Set along the Pink Granite Coast along the north side of Brittany, Ploumanac’h is a small village with a stunning beach landscape. The impressive pink granite rock formations form a surreal coastline, with the town’s active lighthouse standing prominently at the shoreline. As frequently is the case for coastal towns in the region, Ploumanac’h contains both a beach area (Ploumanac’h-Plage), and an inland village (Ploumanac’h-Bourg), between which lies a park with rock formations similar to those along the coast.

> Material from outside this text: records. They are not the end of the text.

pub mod loader;

pub use loader::{CatalogError, FileCatalog};
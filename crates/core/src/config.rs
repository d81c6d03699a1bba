use std::env;
use std::fs;
use std::path::PathBuf;

use serde::Deserialize;
use thiserror::Error;

use crate::cache::DEFAULT_CACHE_TTL_HOURS;
use crate::geo::DistanceCalculator;
use crate::provenance::SourceMode;
use crate::quoting::{JitterRange, DEFAULT_QUOTE_VALIDITY_HOURS};
use crate::routing::{DEFAULT_AVERAGE_SPEED_KMH, DEFAULT_EMISSION_FACTOR_KG_PER_TON_KM};

#[derive(Clone, Debug, PartialEq)]
pub struct AppConfig {
    pub engine: EngineConfig,
    pub catalog: CatalogConfig,
    pub server: ServerConfig,
    pub logging: LoggingConfig,
}

#[derive(Clone, Debug, PartialEq)]
pub struct EngineConfig {
    pub source_mode: SourceMode,
    pub jitter: JitterRange,
    pub quote_validity_hours: i64,
    pub cache_ttl_hours: i64,
    pub distance_memo_capacity: usize,
    pub average_speed_kmh: f64,
    pub emission_factor_kg_per_ton_km: f64,
}

impl Default for EngineConfig {
    fn default() -> Self {
        Self {
            source_mode: SourceMode::Sandbox,
            jitter: JitterRange::default(),
            quote_validity_hours: DEFAULT_QUOTE_VALIDITY_HOURS,
            cache_ttl_hours: DEFAULT_CACHE_TTL_HOURS,
            distance_memo_capacity: DistanceCalculator::DEFAULT_CAPACITY,
            average_speed_kmh: DEFAULT_AVERAGE_SPEED_KMH,
            emission_factor_kg_per_ton_km: DEFAULT_EMISSION_FACTOR_KG_PER_TON_KM,
        }
    }
}

#[derive(Clone, Debug, PartialEq)]
pub struct CatalogConfig {
    pub data_dir: PathBuf,
}

impl Default for CatalogConfig {
    fn default() -> Self {
        Self { data_dir: PathBuf::from("data") }
    }
}

#[derive(Clone, Debug, PartialEq)]
pub struct ServerConfig {
    pub bind_address: String,
    pub port: u16,
    pub simulate_latency: bool,
    pub min_latency_ms: u64,
    pub max_latency_ms: u64,
}

impl Default for ServerConfig {
    fn default() -> Self {
        Self {
            bind_address: "0.0.0.0".to_owned(),
            port: 8000,
            simulate_latency: false,
            min_latency_ms: 200,
            max_latency_ms: 600,
        }
    }
}

#[derive(Clone, Debug, PartialEq)]
pub struct LoggingConfig {
    pub level: String,
    pub format: LogFormat,
}

impl Default for LoggingConfig {
    fn default() -> Self {
        Self { level: "info".to_owned(), format: LogFormat::Compact }
    }
}

#[derive(Clone, Copy, Debug, PartialEq, Eq, Deserialize)]
#[serde(rename_all = "snake_case")]
pub enum LogFormat {
    Compact,
    Pretty,
    Json,
}

#[derive(Clone, Debug, Default)]
pub struct LoadOptions {
    pub config_path: Option<PathBuf>,
}

#[derive(Debug, Error)]
pub enum ConfigError {
    #[error("could not read config file `{path}`: {source}")]
    ReadFile { path: PathBuf, source: std::io::Error },
    #[error("could not parse config file `{path}`: {source}")]
    ParseFile { path: PathBuf, source: toml::de::Error },
    #[error("invalid environment override for `{key}`: `{value}`")]
    InvalidEnvOverride { key: String, value: String },
    #[error("configuration validation failed: {0}")]
    Validation(String),
}

#[derive(Debug, Default, Deserialize)]
#[serde(deny_unknown_fields)]
struct RawConfig {
    engine: Option<RawEngine>,
    catalog: Option<RawCatalog>,
    server: Option<RawServer>,
    logging: Option<RawLogging>,
}

#[derive(Debug, Default, Deserialize)]
#[serde(deny_unknown_fields)]
struct RawEngine {
    source_mode: Option<SourceMode>,
    jitter_min_factor: Option<f64>,
    jitter_max_factor: Option<f64>,
    quote_validity_hours: Option<i64>,
    cache_ttl_hours: Option<i64>,
    distance_memo_capacity: Option<usize>,
    average_speed_kmh: Option<f64>,
    emission_factor_kg_per_ton_km: Option<f64>,
}

#[derive(Debug, Default, Deserialize)]
#[serde(deny_unknown_fields)]
struct RawCatalog {
    data_dir: Option<PathBuf>,
}

#[derive(Debug, Default, Deserialize)]
#[serde(deny_unknown_fields)]
struct RawServer {
    bind_address: Option<String>,
    port: Option<u16>,
    simulate_latency: Option<bool>,
    min_latency_ms: Option<u64>,
    max_latency_ms: Option<u64>,
}

#[derive(Debug, Default, Deserialize)]
#[serde(deny_unknown_fields)]
struct RawLogging {
    level: Option<String>,
    format: Option<LogFormat>,
}

impl AppConfig {
    /// Defaults, overlaid with the TOML file (explicit path, `QUARRY_CONFIG`,
    /// or `quarry.toml` when present), overlaid with `QUARRY_*` environment
    /// variables, then validated.
    pub fn load(options: LoadOptions) -> Result<Self, ConfigError> {
        let raw = match resolve_config_path(&options) {
            Some(path) => {
                let contents = fs::read_to_string(&path)
                    .map_err(|source| ConfigError::ReadFile { path: path.clone(), source })?;
                toml::from_str::<RawConfig>(&contents)
                    .map_err(|source| ConfigError::ParseFile { path, source })?
            }
            None => RawConfig::default(),
        };

        let mut config = AppConfig::from_raw(raw);
        config.apply_env_overrides()?;
        config.validate()?;
        Ok(config)
    }

    fn from_raw(raw: RawConfig) -> Self {
        let mut config = AppConfig {
            engine: EngineConfig::default(),
            catalog: CatalogConfig::default(),
            server: ServerConfig::default(),
            logging: LoggingConfig::default(),
        };

        if let Some(engine) = raw.engine {
            let target = &mut config.engine;
            assign(&mut target.source_mode, engine.source_mode);
            assign(&mut target.jitter.min_factor, engine.jitter_min_factor);
            assign(&mut target.jitter.max_factor, engine.jitter_max_factor);
            assign(&mut target.quote_validity_hours, engine.quote_validity_hours);
            assign(&mut target.cache_ttl_hours, engine.cache_ttl_hours);
            assign(&mut target.distance_memo_capacity, engine.distance_memo_capacity);
            assign(&mut target.average_speed_kmh, engine.average_speed_kmh);
            assign(
                &mut target.emission_factor_kg_per_ton_km,
                engine.emission_factor_kg_per_ton_km,
            );
        }
        if let Some(catalog) = raw.catalog {
            assign(&mut config.catalog.data_dir, catalog.data_dir);
        }
        if let Some(server) = raw.server {
            let target = &mut config.server;
            assign(&mut target.bind_address, server.bind_address);
            assign(&mut target.port, server.port);
            assign(&mut target.simulate_latency, server.simulate_latency);
            assign(&mut target.min_latency_ms, server.min_latency_ms);
            assign(&mut target.max_latency_ms, server.max_latency_ms);
        }
        if let Some(logging) = raw.logging {
            assign(&mut config.logging.level, logging.level);
            assign(&mut config.logging.format, logging.format);
        }

        config
    }

    fn apply_env_overrides(&mut self) -> Result<(), ConfigError> {
        if let Some(value) = read_env("QUARRY_SOURCE_MODE") {
            self.engine.source_mode = match value.as_str() {
                "sandbox" => SourceMode::Sandbox,
                "live" => SourceMode::Live,
                _ => {
                    return Err(ConfigError::InvalidEnvOverride {
                        key: "QUARRY_SOURCE_MODE".to_owned(),
                        value,
                    })
                }
            };
        }
        if let Some(value) = read_env("QUARRY_CACHE_TTL_HOURS") {
            self.engine.cache_ttl_hours =
                parse_env("QUARRY_CACHE_TTL_HOURS", &value)?;
        }
        if let Some(value) = read_env("QUARRY_DATA_DIR") {
            self.catalog.data_dir = PathBuf::from(value);
        }
        if let Some(value) = read_env("QUARRY_BIND_ADDRESS") {
            self.server.bind_address = value;
        }
        if let Some(value) = read_env("QUARRY_PORT") {
            self.server.port = parse_env("QUARRY_PORT", &value)?;
        }
        if let Some(value) = read_env("QUARRY_SIMULATE_LATENCY") {
            self.server.simulate_latency = parse_env("QUARRY_SIMULATE_LATENCY", &value)?;
        }
        if let Some(value) = read_env("QUARRY_LOG_LEVEL") {
            self.logging.level = value;
        }
        if let Some(value) = read_env("QUARRY_LOG_FORMAT") {
            self.logging.format = match value.as_str() {
                "compact" => LogFormat::Compact,
                "pretty" => LogFormat::Pretty,
                "json" => LogFormat::Json,
                _ => {
                    return Err(ConfigError::InvalidEnvOverride {
                        key: "QUARRY_LOG_FORMAT".to_owned(),
                        value,
                    })
                }
            };
        }
        Ok(())
    }

    fn validate(&self) -> Result<(), ConfigError> {
        let engine = &self.engine;
        if engine.jitter.min_factor <= 0.0 {
            return Err(ConfigError::Validation(format!(
                "jitter_min_factor must be positive, got {}",
                engine.jitter.min_factor
            )));
        }
        if engine.jitter.min_factor > engine.jitter.max_factor {
            return Err(ConfigError::Validation(format!(
                "jitter_min_factor {} exceeds jitter_max_factor {}",
                engine.jitter.min_factor, engine.jitter.max_factor
            )));
        }
        if engine.quote_validity_hours <= 0 {
            return Err(ConfigError::Validation(format!(
                "quote_validity_hours must be positive, got {}",
                engine.quote_validity_hours
            )));
        }
        if engine.cache_ttl_hours <= 0 {
            return Err(ConfigError::Validation(format!(
                "cache_ttl_hours must be positive, got {}",
                engine.cache_ttl_hours
            )));
        }
        if engine.distance_memo_capacity == 0 {
            return Err(ConfigError::Validation(
                "distance_memo_capacity must be at least 1".to_owned(),
            ));
        }
        if engine.average_speed_kmh <= 0.0 {
            return Err(ConfigError::Validation(format!(
                "average_speed_kmh must be positive, got {}",
                engine.average_speed_kmh
            )));
        }
        if engine.emission_factor_kg_per_ton_km < 0.0 {
            return Err(ConfigError::Validation(format!(
                "emission_factor_kg_per_ton_km must not be negative, got {}",
                engine.emission_factor_kg_per_ton_km
            )));
        }
        if self.server.min_latency_ms > self.server.max_latency_ms {
            return Err(ConfigError::Validation(format!(
                "min_latency_ms {} exceeds max_latency_ms {}",
                self.server.min_latency_ms, self.server.max_latency_ms
            )));
        }
        Ok(())
    }
}

fn assign<T>(target: &mut T, value: Option<T>) {
    if let Some(value) = value {
        *target = value;
    }
}

fn read_env(key: &str) -> Option<String> {
    env::var(key).ok().filter(|value| !value.is_empty())
}

fn parse_env<T: std::str::FromStr>(key: &str, value: &str) -> Result<T, ConfigError> {
    value.parse().map_err(|_| ConfigError::InvalidEnvOverride {
        key: key.to_owned(),
        value: value.to_owned(),
    })
}

fn resolve_config_path(options: &LoadOptions) -> Option<PathBuf> {
    if let Some(path) = &options.config_path {
        return Some(path.clone());
    }
    if let Some(path) = read_env("QUARRY_CONFIG") {
        return Some(PathBuf::from(path));
    }
    let default = PathBuf::from("quarry.toml");
    default.exists().then_some(default)
}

Located in the Finistère in the northwest of Brittany, Pont-Aven is an artistic haven known the for the ‘Pont-Aven School’ of painters. The school of painters was centered around the artists Paul Gauguin and Emile Bernard, whose artworks show a number of depictions of the village scenery. The artistic traditions have continued, with a contemporary art school and a number of galleries. The beautiful scenery depicted in Gauguin’s works can be enjoyed in a stroll along the riverside or on the Promenade des Moulins, beside the town’s remaining windmills. In August, there is a flower festival that celebrates the many Breton traditions.
Located in Brittany’s western Morbihan region, Rochefort-en-Terre has also been awarded the title of one of France’s most beautiful villages. The village grew in fame after an American painter Alfred Klotz bought and renovated the town’s medieval château in 1907. He also encouraged the display of flowers in the town, which is a tradition that continues to this day and enhances the charm of the village’s half-timbered buildings and Renaissance stone edifices. The town’s church, Notre-Dame-de-la-Tronchaye, is located on a hillside and steeped in a long legendary history, dating originally from the twelfth century.
Located on a peninsula that juts out into Morlaix Bay on the north coast of Brittany, Roscoff is a particularly charming seaside town that has earned it a place as one of the region’s ‘small towns of character.’ It boasts a pleasant harbour and beaches, and its town centre has maintained its attractive architectural heritage, with sixteenth- and seventeenth-century buildings from its prosperous history as a port. Just offshore, a short boat ride away, is the small island of Île de Batz (pronounced ‘ba’). Free of cars, it offers an idyllic getaway from the mainland, with quiet beaches and a well-known botanical garden, the Jardin Exotique Georges Delaselle, created between 1897 and 1937 by a Parisian businessman.
With a stunning location thrust out into the sea, Saint-Malo is one of the most popular destinations in Brittany. Its walled citadel (Intra Muros) is the main attraction, most of which was painstakingly restored after major destruction during World War II. The town’s history is also quite famous as an important port during the seventeenth and eighteenth centuries used by both trade ships and the notorious privateers (corsaires) employed as protection against the English. The city also enjoys a number of pleasant beaches and an extremely large selection of restaurants, appropriately focused on seafood.